> _Directions for this task_: How do the lines below between the ones holding "pub struct StateLayout" and "use crate::config::ConfigError;", inclusive, read? Give them again exactly, with no other lines.
═══ Given information ═══
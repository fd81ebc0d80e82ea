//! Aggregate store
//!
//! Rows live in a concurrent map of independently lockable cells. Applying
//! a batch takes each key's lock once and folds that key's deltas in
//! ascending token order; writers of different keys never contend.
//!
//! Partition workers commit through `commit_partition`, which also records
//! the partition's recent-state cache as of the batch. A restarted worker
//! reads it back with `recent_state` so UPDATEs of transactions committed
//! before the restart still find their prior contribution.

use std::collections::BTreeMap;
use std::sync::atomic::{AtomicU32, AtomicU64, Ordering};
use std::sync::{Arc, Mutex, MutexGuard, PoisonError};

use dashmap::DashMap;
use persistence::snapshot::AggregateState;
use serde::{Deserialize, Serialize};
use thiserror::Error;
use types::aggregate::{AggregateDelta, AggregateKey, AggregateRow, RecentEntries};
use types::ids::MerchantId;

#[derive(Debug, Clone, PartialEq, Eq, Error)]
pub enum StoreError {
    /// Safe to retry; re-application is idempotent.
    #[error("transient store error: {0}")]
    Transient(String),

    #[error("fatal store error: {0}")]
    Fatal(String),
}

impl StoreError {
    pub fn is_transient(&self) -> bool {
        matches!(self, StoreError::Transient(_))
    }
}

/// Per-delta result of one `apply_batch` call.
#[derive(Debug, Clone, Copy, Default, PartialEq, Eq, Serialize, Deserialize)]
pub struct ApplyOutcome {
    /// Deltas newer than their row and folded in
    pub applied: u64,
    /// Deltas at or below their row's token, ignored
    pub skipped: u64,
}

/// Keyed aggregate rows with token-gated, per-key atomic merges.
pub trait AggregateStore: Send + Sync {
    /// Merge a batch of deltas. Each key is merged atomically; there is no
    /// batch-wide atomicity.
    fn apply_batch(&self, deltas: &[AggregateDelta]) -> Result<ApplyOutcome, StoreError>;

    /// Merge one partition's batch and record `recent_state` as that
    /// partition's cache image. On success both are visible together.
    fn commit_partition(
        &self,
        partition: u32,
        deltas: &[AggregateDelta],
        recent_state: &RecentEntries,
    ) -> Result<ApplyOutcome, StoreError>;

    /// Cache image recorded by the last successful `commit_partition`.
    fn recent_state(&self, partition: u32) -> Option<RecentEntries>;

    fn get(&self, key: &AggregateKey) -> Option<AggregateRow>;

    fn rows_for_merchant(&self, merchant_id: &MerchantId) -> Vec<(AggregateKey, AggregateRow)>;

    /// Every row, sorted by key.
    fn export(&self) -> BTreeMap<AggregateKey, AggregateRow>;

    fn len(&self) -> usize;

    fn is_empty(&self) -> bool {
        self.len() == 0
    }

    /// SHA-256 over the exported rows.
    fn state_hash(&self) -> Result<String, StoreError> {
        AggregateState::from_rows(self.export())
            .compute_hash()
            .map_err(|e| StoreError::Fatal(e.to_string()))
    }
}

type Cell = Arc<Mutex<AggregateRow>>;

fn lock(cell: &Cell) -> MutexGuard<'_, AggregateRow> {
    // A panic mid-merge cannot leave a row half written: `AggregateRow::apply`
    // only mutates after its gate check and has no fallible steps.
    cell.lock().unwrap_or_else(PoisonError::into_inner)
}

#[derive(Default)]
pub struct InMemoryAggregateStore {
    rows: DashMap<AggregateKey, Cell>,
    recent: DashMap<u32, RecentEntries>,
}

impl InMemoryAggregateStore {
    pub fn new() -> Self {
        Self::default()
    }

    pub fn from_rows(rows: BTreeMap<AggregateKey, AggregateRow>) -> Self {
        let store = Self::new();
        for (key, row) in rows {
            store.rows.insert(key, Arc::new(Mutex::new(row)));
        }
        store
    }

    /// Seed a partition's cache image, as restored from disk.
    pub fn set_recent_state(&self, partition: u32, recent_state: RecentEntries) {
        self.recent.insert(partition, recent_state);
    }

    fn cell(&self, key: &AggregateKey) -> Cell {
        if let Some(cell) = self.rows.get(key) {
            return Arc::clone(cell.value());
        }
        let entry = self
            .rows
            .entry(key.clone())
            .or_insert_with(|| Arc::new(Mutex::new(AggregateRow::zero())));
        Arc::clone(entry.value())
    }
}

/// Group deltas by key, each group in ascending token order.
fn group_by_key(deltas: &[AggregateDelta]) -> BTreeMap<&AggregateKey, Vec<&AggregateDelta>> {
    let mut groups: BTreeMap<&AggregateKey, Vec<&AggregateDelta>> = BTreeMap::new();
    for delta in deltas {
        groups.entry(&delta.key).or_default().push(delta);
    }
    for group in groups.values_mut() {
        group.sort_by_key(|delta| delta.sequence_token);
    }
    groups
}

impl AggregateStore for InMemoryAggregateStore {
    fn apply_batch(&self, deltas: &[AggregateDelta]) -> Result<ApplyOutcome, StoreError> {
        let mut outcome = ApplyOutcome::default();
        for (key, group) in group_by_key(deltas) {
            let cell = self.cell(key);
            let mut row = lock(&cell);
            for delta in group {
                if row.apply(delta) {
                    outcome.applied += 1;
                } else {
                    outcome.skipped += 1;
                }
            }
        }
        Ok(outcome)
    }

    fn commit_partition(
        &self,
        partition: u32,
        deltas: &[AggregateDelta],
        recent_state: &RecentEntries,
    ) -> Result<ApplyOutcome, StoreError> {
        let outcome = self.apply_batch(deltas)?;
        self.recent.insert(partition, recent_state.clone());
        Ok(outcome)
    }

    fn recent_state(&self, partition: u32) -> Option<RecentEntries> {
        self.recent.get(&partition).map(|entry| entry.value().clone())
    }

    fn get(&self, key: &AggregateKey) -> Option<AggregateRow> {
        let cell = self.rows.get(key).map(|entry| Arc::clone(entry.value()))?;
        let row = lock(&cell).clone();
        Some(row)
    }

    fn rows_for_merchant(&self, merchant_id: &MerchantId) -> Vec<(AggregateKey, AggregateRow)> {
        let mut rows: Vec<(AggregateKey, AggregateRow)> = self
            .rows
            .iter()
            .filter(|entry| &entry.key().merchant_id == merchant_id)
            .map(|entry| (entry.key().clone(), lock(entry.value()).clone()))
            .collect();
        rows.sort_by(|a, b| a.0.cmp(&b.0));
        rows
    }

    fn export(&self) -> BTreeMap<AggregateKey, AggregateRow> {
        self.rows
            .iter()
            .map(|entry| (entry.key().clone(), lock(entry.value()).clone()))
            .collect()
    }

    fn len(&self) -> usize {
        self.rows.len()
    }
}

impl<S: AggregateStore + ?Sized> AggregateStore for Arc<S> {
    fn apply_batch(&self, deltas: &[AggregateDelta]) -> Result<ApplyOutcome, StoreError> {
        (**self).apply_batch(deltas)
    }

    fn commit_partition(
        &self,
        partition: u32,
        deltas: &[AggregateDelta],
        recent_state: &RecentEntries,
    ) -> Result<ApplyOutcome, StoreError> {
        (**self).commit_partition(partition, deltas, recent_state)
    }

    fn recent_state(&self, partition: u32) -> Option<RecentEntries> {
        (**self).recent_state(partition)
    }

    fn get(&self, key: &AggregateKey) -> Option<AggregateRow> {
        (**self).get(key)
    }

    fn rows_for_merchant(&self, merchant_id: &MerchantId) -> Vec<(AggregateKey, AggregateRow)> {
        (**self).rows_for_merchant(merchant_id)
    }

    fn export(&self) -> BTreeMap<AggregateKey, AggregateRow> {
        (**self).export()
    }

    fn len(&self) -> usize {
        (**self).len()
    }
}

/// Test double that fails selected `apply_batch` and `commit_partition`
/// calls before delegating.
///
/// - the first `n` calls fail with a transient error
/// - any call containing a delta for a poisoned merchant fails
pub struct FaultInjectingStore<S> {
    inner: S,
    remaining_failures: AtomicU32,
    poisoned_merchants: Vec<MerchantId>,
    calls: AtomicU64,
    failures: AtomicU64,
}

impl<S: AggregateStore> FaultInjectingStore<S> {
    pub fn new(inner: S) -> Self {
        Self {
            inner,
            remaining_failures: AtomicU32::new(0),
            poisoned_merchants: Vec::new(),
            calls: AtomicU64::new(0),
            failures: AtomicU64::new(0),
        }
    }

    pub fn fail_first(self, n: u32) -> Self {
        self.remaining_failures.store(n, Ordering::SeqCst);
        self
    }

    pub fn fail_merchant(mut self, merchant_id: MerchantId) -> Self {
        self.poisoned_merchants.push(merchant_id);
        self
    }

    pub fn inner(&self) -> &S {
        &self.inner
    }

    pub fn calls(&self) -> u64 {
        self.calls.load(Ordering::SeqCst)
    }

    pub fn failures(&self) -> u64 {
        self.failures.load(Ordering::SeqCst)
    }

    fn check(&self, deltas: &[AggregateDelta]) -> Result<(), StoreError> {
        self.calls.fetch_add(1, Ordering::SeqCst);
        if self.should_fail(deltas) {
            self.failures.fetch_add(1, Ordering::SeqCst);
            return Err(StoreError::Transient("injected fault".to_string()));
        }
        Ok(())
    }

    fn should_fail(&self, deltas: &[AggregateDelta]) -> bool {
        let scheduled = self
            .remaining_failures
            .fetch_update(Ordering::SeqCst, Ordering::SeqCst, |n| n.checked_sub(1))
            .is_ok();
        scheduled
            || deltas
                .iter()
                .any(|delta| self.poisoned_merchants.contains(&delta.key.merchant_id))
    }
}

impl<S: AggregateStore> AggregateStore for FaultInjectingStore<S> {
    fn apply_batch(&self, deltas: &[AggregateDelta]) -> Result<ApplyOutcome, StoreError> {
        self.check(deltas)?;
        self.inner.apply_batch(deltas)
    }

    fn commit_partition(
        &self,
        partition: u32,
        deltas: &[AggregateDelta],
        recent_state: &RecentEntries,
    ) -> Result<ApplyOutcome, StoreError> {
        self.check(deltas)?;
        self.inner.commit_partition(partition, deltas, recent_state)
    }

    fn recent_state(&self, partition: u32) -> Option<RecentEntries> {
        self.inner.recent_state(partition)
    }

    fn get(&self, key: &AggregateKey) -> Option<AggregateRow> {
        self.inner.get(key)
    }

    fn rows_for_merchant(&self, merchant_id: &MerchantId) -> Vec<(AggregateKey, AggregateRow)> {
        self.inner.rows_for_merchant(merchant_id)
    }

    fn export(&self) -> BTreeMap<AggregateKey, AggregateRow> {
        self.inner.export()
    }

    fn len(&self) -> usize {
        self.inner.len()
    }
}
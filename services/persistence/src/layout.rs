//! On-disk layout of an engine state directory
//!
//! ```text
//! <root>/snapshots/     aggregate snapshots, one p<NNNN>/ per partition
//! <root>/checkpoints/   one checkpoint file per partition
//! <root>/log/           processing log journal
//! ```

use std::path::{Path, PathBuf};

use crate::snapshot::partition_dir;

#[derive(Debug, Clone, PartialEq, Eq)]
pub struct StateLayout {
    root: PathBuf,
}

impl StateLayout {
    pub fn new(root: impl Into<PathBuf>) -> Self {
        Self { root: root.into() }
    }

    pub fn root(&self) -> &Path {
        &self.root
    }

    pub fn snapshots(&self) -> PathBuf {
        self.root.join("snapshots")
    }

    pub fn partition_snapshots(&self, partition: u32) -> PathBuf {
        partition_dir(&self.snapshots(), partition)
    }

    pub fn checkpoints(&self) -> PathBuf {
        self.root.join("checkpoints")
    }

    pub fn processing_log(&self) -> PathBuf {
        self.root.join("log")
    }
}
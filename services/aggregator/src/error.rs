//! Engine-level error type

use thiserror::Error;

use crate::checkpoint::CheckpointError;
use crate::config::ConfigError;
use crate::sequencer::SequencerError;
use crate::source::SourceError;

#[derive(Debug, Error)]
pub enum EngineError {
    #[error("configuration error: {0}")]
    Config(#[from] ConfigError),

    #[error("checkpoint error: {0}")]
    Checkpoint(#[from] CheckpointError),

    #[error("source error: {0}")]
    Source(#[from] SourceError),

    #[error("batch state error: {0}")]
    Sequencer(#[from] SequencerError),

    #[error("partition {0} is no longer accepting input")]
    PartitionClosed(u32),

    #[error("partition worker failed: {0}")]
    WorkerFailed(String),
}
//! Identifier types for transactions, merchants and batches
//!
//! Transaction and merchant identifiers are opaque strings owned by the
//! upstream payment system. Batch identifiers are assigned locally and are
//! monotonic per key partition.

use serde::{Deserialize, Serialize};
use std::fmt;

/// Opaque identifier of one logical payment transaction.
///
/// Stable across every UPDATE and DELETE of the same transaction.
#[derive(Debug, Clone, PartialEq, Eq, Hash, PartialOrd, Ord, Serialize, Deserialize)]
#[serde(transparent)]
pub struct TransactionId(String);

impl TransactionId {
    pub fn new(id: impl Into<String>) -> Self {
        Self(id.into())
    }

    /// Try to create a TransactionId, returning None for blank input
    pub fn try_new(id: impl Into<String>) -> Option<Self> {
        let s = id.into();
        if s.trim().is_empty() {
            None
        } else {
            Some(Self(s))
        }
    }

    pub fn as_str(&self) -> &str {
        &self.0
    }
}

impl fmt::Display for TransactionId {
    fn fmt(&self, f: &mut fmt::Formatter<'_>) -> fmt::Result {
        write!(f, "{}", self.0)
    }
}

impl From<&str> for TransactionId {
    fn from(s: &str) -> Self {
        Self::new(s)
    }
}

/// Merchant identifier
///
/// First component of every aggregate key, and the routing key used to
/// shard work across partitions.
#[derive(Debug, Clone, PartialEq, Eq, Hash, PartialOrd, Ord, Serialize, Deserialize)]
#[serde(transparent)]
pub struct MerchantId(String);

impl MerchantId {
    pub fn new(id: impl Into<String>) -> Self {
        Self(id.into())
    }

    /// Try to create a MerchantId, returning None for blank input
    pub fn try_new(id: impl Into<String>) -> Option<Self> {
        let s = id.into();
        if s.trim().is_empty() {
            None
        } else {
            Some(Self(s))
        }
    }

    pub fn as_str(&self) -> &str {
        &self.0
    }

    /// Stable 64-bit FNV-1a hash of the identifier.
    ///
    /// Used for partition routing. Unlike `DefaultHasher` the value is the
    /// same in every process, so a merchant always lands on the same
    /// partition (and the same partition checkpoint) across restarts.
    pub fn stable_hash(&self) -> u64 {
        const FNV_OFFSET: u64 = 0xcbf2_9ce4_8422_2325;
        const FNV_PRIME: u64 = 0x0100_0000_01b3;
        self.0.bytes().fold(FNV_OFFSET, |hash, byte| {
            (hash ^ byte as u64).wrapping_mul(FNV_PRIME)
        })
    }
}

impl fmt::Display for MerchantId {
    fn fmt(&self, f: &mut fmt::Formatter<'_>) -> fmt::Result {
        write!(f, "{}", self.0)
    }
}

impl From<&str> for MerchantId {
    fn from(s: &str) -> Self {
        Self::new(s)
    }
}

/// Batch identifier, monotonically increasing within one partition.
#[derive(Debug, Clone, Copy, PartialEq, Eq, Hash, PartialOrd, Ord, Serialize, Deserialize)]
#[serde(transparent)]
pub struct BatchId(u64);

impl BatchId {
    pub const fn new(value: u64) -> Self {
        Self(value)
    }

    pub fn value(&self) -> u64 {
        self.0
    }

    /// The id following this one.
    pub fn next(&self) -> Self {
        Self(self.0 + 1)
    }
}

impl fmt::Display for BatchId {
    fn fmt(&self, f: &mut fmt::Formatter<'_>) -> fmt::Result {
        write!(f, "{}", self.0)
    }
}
═══
> _Answer section_:
pub struct StateLayout {
    root: PathBuf,
}

impl StateLayout {
    pub fn new(root: impl Into<PathBuf>) -> Self {
        Self { root: root.into() }
    }

    pub fn root(&self) -> &Path {
        &self.root
    }

    pub fn snapshots(&self) -> PathBuf {
        self.root.join("snapshots")
    }

    pub fn partition_snapshots(&self, partition: u32) -> PathBuf {
        partition_dir(&self.snapshots(), partition)
    }

    pub fn checkpoints(&self) -> PathBuf {
        self.root.join("checkpoints")
    }

    pub fn processing_log(&self) -> PathBuf {
        self.root.join("log")
    }
}
filename services/aggregator/src/error.rs
//! Engine-level error type

use thiserror::Error;

use crate::checkpoint::CheckpointError;
use crate::config::ConfigError;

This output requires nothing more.